La carta era stata suggellata in parecchi punti adoperando come sigillo un ditale: lo stesso ditale forse che io avevo rinvenuto nella tasca del capitano. Il dottore ruppe con molta precauzione i sigilli, e ne uscì la pianta d’un’isola con i dati di latitudine e longitudine, fondali, nomi di alture, baie e imboccature, e ogni altra indicazione necessaria a poter portare un bastimento presso la costa in un sicuro ancoraggio. Misurava quest’isola circa nove miglia in lungo e cinque in largo, simile nella forma a un grosso drago rampante, e aveva due porti assai ben riparati, e nel centro una collina denominata «Il Cannocchiale». Vi erano alcune aggiunte di data posteriore; e, particolarmente visibili, tre croci in inchiostro rosso: due nella parte nord dell’isola, una a Sud-ovest; inoltre, accanto a quest’ultima, nel medesimo inchiostro rosso, in una minuta e linda scrittura ben diversa dai tremolanti caratteri del capitano, queste parole: «Qui il grosso del tesoro».

Sul rovescio del foglio, la stessa mano aveva tracciato i seguenti ulteriori ragguagli:


Grande albero, contrafforte del Cannocchiale, punto in direzione N.-N.-E., quarta a N.

Isola dello Scheletro E.-S.-E., quarta a E.

Dieci piedi.

La barra d’argento è nel nascondiglio nord; trovasi nella linea del poggio est, dieci braccia a Sud della prospiciente rupe nera.

Le armi saranno presto trovate, nella collina di sabbia, all’estremità N. del capo della Baia Nord, direzione E., e una quarta N.

J. F.


Null’altro: ma, pur nella sua brevità, e per quanto a me incomprensibile, il documento colmò di gioia il cavaliere e il dottore.

«Livesey», proruppe il cavaliere, «voi lascerete immediatamente codesta vostra misera clientela. Io domani filo a Bristol. Tempo tre settimane — tre settimane! — due settimane — dieci giorni forse, avrò a mia disposizione il miglior bastimento d’Inghilterra, e la schiuma degli equipaggi. Hawkins ci accompagnerà come mozzo. Tu, Hawkins, sarai un mozzo eccellente. Voi, Livesey, sarete il medico di bordo; io l’ammiraglio. Prenderemo con noi Redruth, Joyce e Hunter. Avremo venti favorevoli, una rapida traversata, e troveremo il sito senza la minima difficoltà, e denaro a palate e a mucchi, da rotolarcisi dentro e affogarci fino alla fine dei nostri giorni.»

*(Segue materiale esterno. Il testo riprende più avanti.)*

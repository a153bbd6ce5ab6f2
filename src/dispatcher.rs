// Copyright (c) 2025, The Ruskit Authors
// MIT License
// All rights reserved.

//! # Consumer Loop
//!
//! This module registers a consumer on the subscription queue and runs the
//! receive loop that hands each delivery to the handler.
//!
//! Deliveries are dispatched one at a time in the order the broker sent them:
//! the next delivery is not pulled from the stream until the handler for the
//! current one has returned. Stopping is cooperative. Once cancellation is
//! requested nothing new is dispatched, and a handler already running is
//! allowed to finish.

use crate::{
    consumer::consume,
    delivery::{AckMode, Acknowledger, Delivery},
    errors::AmqpError,
    handler::DeliveryHandler,
    shutdown::Stoppable,
};
use async_trait::async_trait;
use futures_util::{Stream, StreamExt};
use lapin::{
    options::{BasicCancelOptions, BasicConsumeOptions, BasicQosOptions},
    types::FieldTable,
    Channel,
};
use opentelemetry::global;
use std::{fmt::Display, sync::Arc};
use tokio::{sync::Mutex, task::JoinHandle};
use tokio_util::sync::CancellationToken;
use tracing::{debug, error, info, warn};
use uuid::Uuid;

/// Counters reported when the receive loop ends.
#[derive(Debug, Clone, Copy, Default, PartialEq, Eq)]
pub struct ConsumerStats {
    /// Deliveries handed to the handler
    pub dispatched: u64,
    /// Deliveries whose handler failed or whose settlement failed
    pub failed: u64,
    /// Whether the delivery stream ended without a stop request
    pub connection_lost: bool,
}

/// Registers consumers on a channel.
pub struct ConsumerLoop {
    channel: Arc<Channel>,
}

impl ConsumerLoop {
    pub fn new(channel: Arc<Channel>) -> Self {
        ConsumerLoop { channel }
    }

    /// Registers an exclusive consumer on `queue` and starts dispatching.
    ///
    /// In auto mode the broker acknowledges on delivery (`no_ack`). In manual
    /// mode `prefetch`, when set, bounds the unacknowledged deliveries held by
    /// this consumer.
    ///
    /// # Returns
    /// The handle of the active subscription
    pub async fn start(
        &self,
        queue: &str,
        ack_mode: AckMode,
        prefetch: Option<u16>,
        handler: Arc<dyn DeliveryHandler>,
    ) -> Result<ConsumerHandle, AmqpError> {
        if let (AckMode::Manual { .. }, Some(count)) = (ack_mode, prefetch) {
            match self
                .channel
                .basic_qos(count, BasicQosOptions { global: false })
                .await
            {
                Err(err) => {
                    error!(error = err.to_string(), "failure to configure qos");
                    Err(AmqpError::QoSDeclarationError(err.to_string()))
                }
                Ok(c) => Ok(c),
            }?;
        }

        let tag = format!("consumer-{}", Uuid::new_v4());

        let consumer = match self
            .channel
            .basic_consume(
                queue,
                &tag,
                BasicConsumeOptions {
                    no_local: false,
                    no_ack: ack_mode.is_auto(),
                    exclusive: true,
                    nowait: false,
                },
                FieldTable::default(),
            )
            .await
        {
            Err(err) => {
                error!(error = err.to_string(), "error to create the consumer");
                Err(AmqpError::BindingConsumerError(queue.to_owned()))
            }
            Ok(c) => Ok(c),
        }?;

        info!(tag, queue, ?ack_mode, "consumer registered, waiting for messages");

        let deliveries = consumer.map(|result| result.map(Delivery::from));
        let acker: Arc<dyn Acknowledger> = self.channel.clone();
        let canceller: Arc<dyn ConsumerCanceller> = self.channel.clone();

        Ok(ConsumerHandle::spawn(tag, ack_mode, canceller, deliveries, handler, acker))
    }
}

/// Broker side of a consumer registration.
#[cfg_attr(test, mockall::automock)]
#[async_trait]
pub trait ConsumerCanceller: Send + Sync {
    /// Sends basic.cancel for `tag`. A closed channel has nothing to cancel.
    async fn cancel_consumer(&self, tag: &str) -> Result<(), AmqpError>;
}

#[async_trait]
impl ConsumerCanceller for Channel {
    async fn cancel_consumer(&self, tag: &str) -> Result<(), AmqpError> {
        if !self.status().connected() {
            return Ok(());
        }

        match self
            .basic_cancel(tag, BasicCancelOptions { nowait: false })
            .await
        {
            Err(err) => {
                error!(error = err.to_string(), tag, "failure to cancel consumer");
                Err(AmqpError::ConsumerCancelError(tag.to_owned()))
            }
            _ => Ok(()),
        }
    }
}

/// The active subscription: consumer tag and the task running the receive
/// loop.
pub struct ConsumerHandle {
    tag: String,
    canceller: Arc<dyn ConsumerCanceller>,
    cancel: CancellationToken,
    task: Mutex<Option<JoinHandle<ConsumerStats>>>,
}

impl ConsumerHandle {
    pub(crate) fn spawn<S, E>(
        tag: String,
        ack_mode: AckMode,
        canceller: Arc<dyn ConsumerCanceller>,
        deliveries: S,
        handler: Arc<dyn DeliveryHandler>,
        acker: Arc<dyn Acknowledger>,
    ) -> ConsumerHandle
    where
        S: Stream<Item = Result<Delivery, E>> + Send + 'static,
        E: Display + Send + 'static,
    {
        let cancel = CancellationToken::new();
        let task = tokio::spawn(dispatch(
            deliveries,
            cancel.clone(),
            handler,
            acker,
            ack_mode,
        ));

        ConsumerHandle {
            tag,
            canceller,
            cancel,
            task: Mutex::new(Some(task)),
        }
    }

    /// Cancels the subscription and waits for the in-flight delivery.
    ///
    /// The loop stops pulling deliveries before basic.cancel is sent. A failed
    /// basic.cancel is logged only: the local loop is already stopped and the
    /// broker drops the registration when the channel closes. Calling `stop`
    /// again returns empty stats.
    pub async fn stop(&self) -> Result<ConsumerStats, AmqpError> {
        let Some(task) = self.task.lock().await.take() else {
            debug!(tag = self.tag, "consumer already stopped");
            return Ok(ConsumerStats::default());
        };

        self.cancel.cancel();

        if let Err(err) = self.canceller.cancel_consumer(&self.tag).await {
            warn!(error = err.to_string(), tag = self.tag, "draining without basic.cancel");
        }

        let stats = match task.await {
            Ok(stats) => stats,
            Err(err) => {
                error!(error = err.to_string(), "tokio process error");
                return Err(AmqpError::InternalError);
            }
        };

        info!(
            tag = self.tag,
            dispatched = stats.dispatched,
            failed = stats.failed,
            "consumer stopped"
        );

        Ok(stats)
    }
}

#[async_trait]
impl Stoppable for ConsumerHandle {
    async fn stop(&self) -> Result<ConsumerStats, AmqpError> {
        ConsumerHandle::stop(self).await
    }
}

async fn dispatch<S, E>(
    deliveries: S,
    cancel: CancellationToken,
    handler: Arc<dyn DeliveryHandler>,
    acker: Arc<dyn Acknowledger>,
    ack_mode: AckMode,
) -> ConsumerStats
where
    S: Stream<Item = Result<Delivery, E>> + Send,
    E: Display,
{
    let tracer = global::tracer("amqp consumer");
    let mut deliveries = Box::pin(deliveries);
    let mut stats = ConsumerStats::default();

    loop {
        let next = tokio::select! {
            biased;
            _ = cancel.cancelled() => {
                debug!("consumer cancelled, no new deliveries are dispatched");
                break;
            }
            next = deliveries.next() => next,
        };

        match next {
            Some(Ok(delivery)) => {
                stats.dispatched += 1;
                if consume(
                    &tracer,
                    &delivery,
                    handler.as_ref(),
                    acker.as_ref(),
                    ack_mode,
                )
                .await
                .is_err()
                {
                    stats.failed += 1;
                }
            }

            Some(Err(err)) => error!(error = err.to_string(), "errors consume msg"),

            None => {
                warn!(error = %AmqpError::ConnectionLost, "delivery stream ended");
                stats.connection_lost = true;
                break;
            }
        }
    }

    stats
}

«Trewlaney», disse il dottore, «io verrò con voi, e vi garantisco che Jim farà altrettanto e si farà onore. Non v’è che una persona, che mi preoccupi...»

«E chi è costui?», esclamò il cavaliere. «Ditemi il nome di questo poco di buono.»

«Voi», rispose il dottore, «perché non siete capace di star zitto. Noi non siamo i soli a conoscere questo documento. Quei messeri che stanotte assalirono l’albergo — diavoli scatenati e disperati se mai ve ne furono — come pure gli altri della combriccola rimasti a bordo del trabaccolo, e altri ancora io credo non molto lontani di qui, son decisi come un sol uomo a tutto pur di entrare in possesso di quel denaro. Nessuno di noi deve andar solo finché non saremo imbarcati. Jim e io frattanto non ci staccheremo l’uno dall’altro; voi andando a Bristol vi farete accompagnare da Joyce e da Hunter; e nessun di noi dovrà lasciarsi sfuggire una sillaba a proposito della nostra scoperta.»

«Livesey», replicò il cavaliere, «voi avete sempre ragione. Io sarò muto come una tomba.»